<<<<

//! Dataset clock — owns the "today" anchor every generated date hangs off.
//!
//! Production callers use the system date; tests pin a fixed date so
//! expected-close-date windows are exactly reproducible.

use crate::rng::StreamRng;
use chrono::{Duration, NaiveDate, Utc};

#[derive(Debug, Clone, Copy, PartialEq, Eq)]
pub struct DatasetClock {
    today: NaiveDate,
}

impl DatasetClock {
    /// Anchor on the current system date.
    pub fn system() -> Self {
        Self { today: Utc::now().date_naive() }
    }

    /// Anchor on a fixed date. Used by tests.
    pub fn fixed(today: NaiveDate) -> Self {
        Self { today }
    }

    pub fn today(&self) -> NaiveDate {
        self.today
    }

    /// Uniform date in [today + from_days, today + to_days], inclusive.
    /// Offsets may be negative (dates in the past).
    pub fn date_between(&self, rng: &mut StreamRng, from_days: i64, to_days: i64) -> NaiveDate {
        assert!(from_days <= to_days, "date window is inverted");
        let span = (to_days - from_days + 1) as u64;
        let offset = from_days + rng.next_u64_below(span) as i64;
        self.today + Duration::days(offset)
    }
}

#[cfg(test)]
mod tests {
    use super::*;
    use crate::rng::{RngBank, TableSlot};

    #[test]
    fn date_between_is_inclusive_and_bounded() {
        let clock = DatasetClock::fixed(NaiveDate::from_ymd_opt(2025, 6, 1).unwrap());
        let bank = RngBank::new(1);
        let mut rng = bank.for_table(TableSlot::Customer);
        for _ in 0..500 {
            let d = clock.date_between(&mut rng, -30, 0);
            assert!(d >= NaiveDate::from_ymd_opt(2025, 5, 2).unwrap());
            assert!(d <= clock.today());
        }
    }

    #[test]
    fn zero_width_window_returns_today() {
        let clock = DatasetClock::fixed(NaiveDate::from_ymd_opt(2025, 6, 1).unwrap());
        let bank = RngBank::new(2);
        let mut rng = bank.for_table(TableSlot::Deal);
        assert_eq!(clock.date_between(&mut rng, 0, 0), clock.today());
    }
}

>>>>

- [EXERCISE AIM]: Within the records above, count the lines that hold the word "tests" and give only that number.

- [RESPONSE AREA]: 3